Ainsi, nous devons penser les enfants des crèches non comme délaissés mais comme ayant une famille. Ces enfants ont des parents et sinon toute une famille élargie qui tient à eux. Nous devons penser pas à cette famille. Parce que nous n'aiderons véritablement les enfants, nous ne pourrons prévenir les abandon qu'en prenant en compte leur famille. Aidons les plutôt à garder leurs enfants. Soutenons les financièrement pour qu'ils puissent les élever dignement. Investissons dans les associations de conservation familiale et de réunification familiale. Investissons dans les programmes d'autonomisation des familles. Travaillons pour toujours réduire plus le nombre d'adoptions.

L'adoption est-elle vraiment la meilleure option ?
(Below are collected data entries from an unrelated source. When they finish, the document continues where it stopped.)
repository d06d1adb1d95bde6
//! Filter compilation.
//!
//! A [`FilterNode`] tree is compiled for one concrete entity at a time into
//! a [`Condition`]. Conditions fold constant truth values eagerly:
//!
//! - an empty `AND` holds, an empty `OR` does not
//! - `NOT` inverts, so `NOT {}` never holds
//! - a key that does not apply to the entity being compiled (a field only
//!   some implementations carry, a `Narrow` for another type) holds
//!
//! Comparisons over custom fields and aggregate comparisons need values
//! computed by subqueries; those subqueries are pushed to `preludes` and must
//! run before the condition is evaluated.

use serde_json::Value;

use super::aggregation::compile_aggregate_predicate;
use super::auth::compile_auth;
use super::custom_cypher::scalar_value_call;
use super::errors::TranslatorError;
use super::polymorphism::expand;
use super::CompileContext;
use crate::cypher::ast::{
    Clause, Expr, Literal, NodePattern, Operator, OperatorApplication, Pattern, PatternDirection,
    RelationshipPattern, Subquery, WithClause,
};
use crate::schema_model::{
    CustomTarget, Direction, EdgePropertyType, Entity, FieldContainer, RelationshipField,
    ScalarField, ScalarKind,
};
use crate::selection::filter::{
    Comparator, Comparison, ComparisonOperator, ConnectionFilter, FilterNode, LogicalOp,
    Quantifier, RelationshipFilter,
};

#[derive(Debug, Clone, PartialEq)]
pub enum Condition {
    Always,
    Never,
    Expr(Expr),
}

impl Condition {
    pub fn and(parts: Vec<Condition>) -> Condition {
        let mut exprs = Vec::with_capacity(parts.len());
        for part in parts {
            match part {
                Condition::Always => {}
                Condition::Never => return Condition::Never,
                Condition::Expr(e) => exprs.push(e),
            }
        }
        Expr::and_all(exprs)
            .map(Condition::Expr)
            .unwrap_or(Condition::Always)
    }

    pub fn or(parts: Vec<Condition>) -> Condition {
        let mut exprs = Vec::with_capacity(parts.len());
        for part in parts {
            match part {
                Condition::Always => return Condition::Always,
                Condition::Never => {}
                Condition::Expr(e) => exprs.push(e),
            }
        }
        Expr::or_all(exprs)
            .map(Condition::Expr)
            .unwrap_or(Condition::Never)
    }

    pub fn negate(self) -> Condition {
        match self {
            Condition::Always => Condition::Never,
            Condition::Never => Condition::Always,
            Condition::Expr(e) => Condition::Expr(Expr::not(e)),
        }
    }

    pub fn into_expr(self) -> Expr {
        match self {
            Condition::Always => Expr::boolean(true),
            Condition::Never => Expr::boolean(false),
            Condition::Expr(e) => e,
        }
    }

    /// `WHERE` operand; `None` when no restriction is needed.
    pub fn into_where(self) -> Option<Expr> {
        match self {
            Condition::Always => None,
            other => Some(other.into_expr()),
        }
    }
}

/// Map an aggregate/distance comparator onto a Cypher operator.
pub fn comparator_operator(comparator: Comparator) -> Operator {
    match comparator {
        Comparator::Eq => Operator::Equal,
        Comparator::Lt => Operator::LessThan,
        Comparator::Lte => Operator::LessThanEqual,
        Comparator::Gt => Operator::GreaterThan,
        Comparator::Gte => Operator::GreaterThanEqual,
    }
}

/// Wrap a bound parameter in the constructor that turns it into the native
/// store type of `kind`.
pub fn native_value(kind: &ScalarKind, param: Expr) -> Expr {
    match kind.cypher_constructor() {
        Some(constructor) => Expr::call(constructor, vec![param]),
        None => param,
    }
}
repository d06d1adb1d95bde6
pub mod cursor;
//! Page windows for list and connection fields.
//!
//! Effective page size, in order of precedence:
//!
//! 1. the requested `first` / `limit`
//! 2. the type's declared default
//! 3. the configured global default (top-level fields only)
//!
//! and whatever is picked is clamped to the type's declared max, falling back
//! to the configured global max. A field with none of these is unlimited, as
//! is a nested field of a type without declared limits unless it asks for a
//! page size.

use serde_json::Value;

use super::errors::TranslatorError;
use super::TranslatorSettings;
use crate::cypher::ast::{Clause, Expr, OrderItem, WithClause};
use crate::cypher::ParamCollector;
use crate::schema_model::PaginationLimits;
use crate::selection::SelectionTree;
use crate::utils::cursor::{decode_cursor, encode_cursor, signature};

#[derive(Debug, Clone, PartialEq, Eq, Default)]
pub struct PageWindow {
    pub offset: u64,
    pub limit: Option<u64>,
    /// `after` could not be decoded for this connection; the page is empty
    pub cursor_rejected: bool,
    /// Cursor signature of the connection, empty when signing is off
    pub signature: String,
}

impl PageWindow {
    pub fn has_next_page(&self, returned: u64, total: u64) -> bool {
        !self.cursor_rejected && self.offset.saturating_add(returned) < total
    }

    pub fn has_previous_page(&self, total: u64) -> bool {
        if self.cursor_rejected {
            total > 0
        } else {
            self.offset > 0
        }
    }

    /// Cursor of the `index`-th row of the page.
    pub fn cursor_at(&self, index: u64) -> String {
        encode_cursor(&self.signature, self.offset.saturating_add(index))
    }

    pub fn is_unbounded(&self) -> bool {
        self.offset == 0 && self.limit.is_none()
    }
}

pub fn effective_limit(
    settings: &TranslatorSettings,
    limits: PaginationLimits,
    requested: Option<u64>,
    top_level: bool,
) -> Option<u64> {
    let fallback = if top_level { settings.default_limit } else { None };
    let chosen = requested.or(limits.default).or(fallback);
    // nested fields of types without declared limits are only cut on request
    let bounded = top_level || limits != PaginationLimits::default();
    match (chosen, limits.max.or(settings.max_limit)) {
        (Some(n), Some(max)) => Some(n.min(max)),
        (None, Some(max)) if bounded => Some(max),
        (chosen, _) => chosen,
    }
}

/// Signature over everything that determines the order of a connection.
pub fn connection_signature(
    settings: &TranslatorSettings,
    parent: &str,
    field: &SelectionTree,
) -> String {
    if !settings.cursor_signing {
        return String::new();
    }
    let text = |v: Option<&Value>| v.map(Value::to_string).unwrap_or_default();
    signature(&[
        parent,
        &field.field,
        &text(field.where_arg()),
        &text(field.sort_arg()),
    ])
}

/// Window of a connection field from `first` / `after`.
pub fn connection_window(
    settings: &TranslatorSettings,
    limits: PaginationLimits,
    field: &SelectionTree,
    parent: &str,
    top_level: bool,
) -> Result<PageWindow, TranslatorError> {
    let first = field.u64_argument("first").map_err(|e| {
        TranslatorError::from(e).in_field(field.response_key())
    })?;
    let after = field
        .after()
        .map_err(|e| TranslatorError::from(e).in_field(field.response_key()))?;
    let signature = connection_signature(settings, parent, field);
    let limit = effective_limit(settings, limits, first, top_level);

    let Some(cursor) = after else {
        return Ok(PageWindow {
            offset: 0,
            limit,
            cursor_rejected: false,
            signature,
        });
    };
    match decode_cursor(cursor, &signature) {
        Ok(position) => Ok(PageWindow {
            offset: position.saturating_add(1),
            limit,
            cursor_rejected: false,
            signature,
        }),
        Err(err) => {
            log::info!(
                "rejecting cursor on `{}`, returning an empty page: {}",
                field.response_key(),
                err
            );
            Ok(PageWindow {
                offset: 0,
                limit: Some(0),
                cursor_rejected: true,
                signature,
            })
        }
    }
}

/// Window of a plain list field from `limit` / `offset`.
pub fn list_window(
    settings: &TranslatorSettings,
    limits: PaginationLimits,
    field: &SelectionTree,
    top_level: bool,
) -> Result<PageWindow, TranslatorError> {
    let requested = field
        .u64_argument("limit")
        .map_err(|e| TranslatorError::from(e).in_field(field.response_key()))?;
    let offset = field
        .u64_argument("offset")
        .map_err(|e| TranslatorError::from(e).in_field(field.response_key()))?
        .unwrap_or(0);
    Ok(PageWindow {
        offset,
        limit: effective_limit(settings, limits, requested, top_level),
        cursor_rejected: false,
        signature: String::new(),
    })
}

/// `WITH * ORDER BY .. SKIP $o LIMIT $l`, or `None` when there is nothing
/// to order or cut.
pub fn window_clause(
    params: &mut ParamCollector,
    scope: &str,
    window: &PageWindow,
    order_by: Vec<OrderItem>,
) -> Option<Clause> {
    if order_by.is_empty() && window.is_unbounded() {
        return None;
    }
    let skip = (window.offset > 0)
        .then(|| Expr::param(params.bind(scope, "offset", Value::from(window.offset))));
    let limit = window
        .limit
        .map(|l| Expr::param(params.bind(scope, "limit", Value::from(l))));
    Some(Clause::With(WithClause {
        order_by,
        skip,
        limit,
        ..WithClause::star()
    }))
}

#[cfg(test)]
mod tests {
    use super::*;
    use crate::cypher::ToCypher;
    use serde_json::json;

    fn settings() -> TranslatorSettings {
        TranslatorSettings::default()
    }

    #[test]
    fn test_effective_limit_precedence() {
        let none = PaginationLimits::default();
        let declared = PaginationLimits {
            default: Some(5),
            max: Some(20),
        };
        let global = TranslatorSettings {
            default_limit: Some(50),
            max_limit: Some(100),
            ..settings()
        };

        assert_eq!(effective_limit(&settings(), none, None, true), None);
        assert_eq!(effective_limit(&settings(), none, Some(7), true), Some(7));
        assert_eq!(effective_limit(&settings(), declared, None, false), Some(5));
        assert_eq!(effective_limit(&settings(), declared, Some(70), true), Some(20));
        assert_eq!(effective_limit(&global, none, None, true), Some(50));
        assert_eq!(effective_limit(&global, none, Some(500), false), Some(100));
        // nested fields never take the global default or the global max
        assert_eq!(effective_limit(&global, none, None, false), None);
        assert_eq!(effective_limit(&global, none, Some(30), false), Some(30));
        assert_eq!(effective_limit(&global, declared, None, false), Some(5));
        let max_only = PaginationLimits {
            default: None,
            max: Some(20),
        };
        assert_eq!(effective_limit(&settings(), max_only, None, false), Some(20));
    }

    #[test]
    fn test_out_of_range_cursor_gives_empty_page() {
        let unsigned = TranslatorSettings {
            cursor_signing: false,
            ..settings()
        };
        let field = SelectionTree::new("moviesConnection")
            .with_argument("after", json!(encode_cursor("", u64::MAX)));
        let window =
            connection_window(&unsigned, PaginationLimits::default(), &field, "Query", true)
                .unwrap();
        assert!(window.cursor_rejected);
        assert_eq!(window.limit, Some(0));
    }

    #[test]
    fn test_last_representable_cursor() {
        let unsigned = TranslatorSettings {
            cursor_signing: false,
            ..settings()
        };
        let position = crate::utils::cursor::MAX_OFFSET - 1;
        let field = SelectionTree::new("moviesConnection")
            .with_argument("first", json!(5))
            .with_argument("after", json!(encode_cursor("", position)));
        let window =
            connection_window(&unsigned, PaginationLimits::default(), &field, "Query", true)
                .unwrap();
        assert!(!window.cursor_rejected);
        assert_eq!(window.offset, position + 1);
        assert!(!window.has_next_page(u64::MAX, u64::MAX));
        assert_eq!(window.cursor_at(u64::MAX), encode_cursor("", u64::MAX));
    }

    #[test]
    fn test_twenty_edges_in_four_windows() {
        let total = 20;
        let mut after: Option<String> = None;
        let mut seen = Vec::new();
        let mut has_next = Vec::new();

        for _ in 0..4 {
            let mut field = SelectionTree::new("actorsConnection").with_argument("first", json!(5));
            if let Some(cursor) = &after {
                field = field.with_argument("after", json!(cursor));
            }
            let window =
                connection_window(&settings(), PaginationLimits::default(), &field, "Movie", false)
                    .unwrap();
            let returned = window.limit.unwrap().min(total - window.offset);
            seen.extend(window.offset..window.offset + returned);
            has_next.push(window.has_next_page(returned, total));
            after = Some(window.cursor_at(returned - 1));
        }

        assert_eq!(seen, (0..20).collect::<Vec<_>>());
        assert_eq!(has_next, vec![true, true, true, false]);
    }

    #[test]
    fn test_cursor_from_other_connection_gives_empty_page() {
        let first_page = SelectionTree::new("actorsConnection")
            .with_argument("sort", json!([{"node": {"name": "ASC"}}]));
        let window =
            connection_window(&settings(), PaginationLimits::default(), &first_page, "Movie", false)
                .unwrap();
        let cursor = window.cursor_at(2);

        let resorted = SelectionTree::new("actorsConnection")
            .with_argument("sort", json!([{"node": {"name": "DESC"}}]))
            .with_argument("after", json!(cursor));
        let window =
            connection_window(&settings(), PaginationLimits::default(), &resorted, "Movie", false)
                .unwrap();
        assert!(window.cursor_rejected);
        assert_eq!(window.limit, Some(0));
        assert!(!window.has_next_page(0, 10));
        assert!(window.has_previous_page(10));
        assert!(!window.has_previous_page(0));
    }

    #[test]
    fn test_garbage_cursor_gives_empty_page() {
        let field = SelectionTree::new("moviesConnection").with_argument("after", json!("%%%"));
        let window =
            connection_window(&settings(), PaginationLimits::default(), &field, "Query", true)
                .unwrap();
        assert!(window.cursor_rejected);
    }

    #[test]
    fn test_list_window_and_clause() {
        let field = SelectionTree::new("movies")
            .with_argument("limit", json!(10))
            .with_argument("offset", json!(30));
        let window = list_window(&settings(), PaginationLimits::default(), &field, true).unwrap();
        assert_eq!((window.offset, window.limit), (30, Some(10)));

        let mut params = ParamCollector::new();
        let clause = window_clause(&mut params, "this", &window, Vec::new()).unwrap();
        assert_eq!(
            clause.to_cypher(),
            "WITH * SKIP $this_offset LIMIT $this_limit"
        );
        assert_eq!(params.get("this_limit"), Some(&json!(10)));

        let unbounded = PageWindow::default();
        assert!(window_clause(&mut params, "this", &unbounded, Vec::new()).is_none());
    }
}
Un adopté transracial d'Haïti s'exprime

par Judith Alexis Augustine Craig adopté d'Haïti au Canada.

Photo de l'orphelinat de Judith – Haïti, 1979

Depuis l'annonce de la nomination de la juge Amy Coney Barrett à la Cour suprême, sa politique, ses opinions religieuses et sa famille ont fait l'objet d'un examen minutieux. En tant qu'adopté haïtien moi-même, je me suis beaucoup intéressé aux discussions autour de ses enfants adoptés d'Haïti. Il y avait beaucoup de questions sur la légitimité de ses adoptions, en particulier son fils qui a été adopté à la suite du tremblement de terre en Haïti. Cela m'a particulièrement touché, car à la suite du tremblement de terre, il y a eu beaucoup d'enlèvements douteux d'enfants haïtiens.

J'ai été interviewé par plusieurs médias après le tremblement de terre et cette question a été soulevée en permanence. A l'époque, ma réponse était directe. Je savais que de nombreux enfants avaient été adoptés légalement mais attendaient que le gouvernement approuve le processus afin qu'ils puissent rejoindre leurs familles adoptives à l'étranger. J'ai pensé qu'à la lumière de la situation, il était approprié que ces enfants soient autorisés à rejoindre leur famille immédiatement. Le défi est devenu pour ces enfants qui étaient « présumés » orphelins à la suite du tremblement de terre et qui ont été « secourus » par de nombreuses agences internationales qui les ont récupérés et retirés d'Haïti sans vérifier s'ils étaient vraiment orphelins ou s'il y avait d'autres membres de la famille pour les enfants avec qui vivre. Nous avons vu avec horreur des enfants quitter Haïti par avion dans la semaine qui a suivi le tremblement de terre, puis nous avons appris qu'ils n'étaient pas orphelins, qu'ils ne faisaient pas partie d'un processus d'adoption et, pire encore, qu'ils avaient des familles. De plus, nous avons vu des membres d'un groupe religieux tenter de traverser illégalement la frontière vers la République dominicaine avec des enfants haïtiens dont aucun n'était orphelin. Ce ne sont là que quelques exemples d'enlèvements illégaux d'enfants qui ont eu lieu juste après le tremblement de terre.  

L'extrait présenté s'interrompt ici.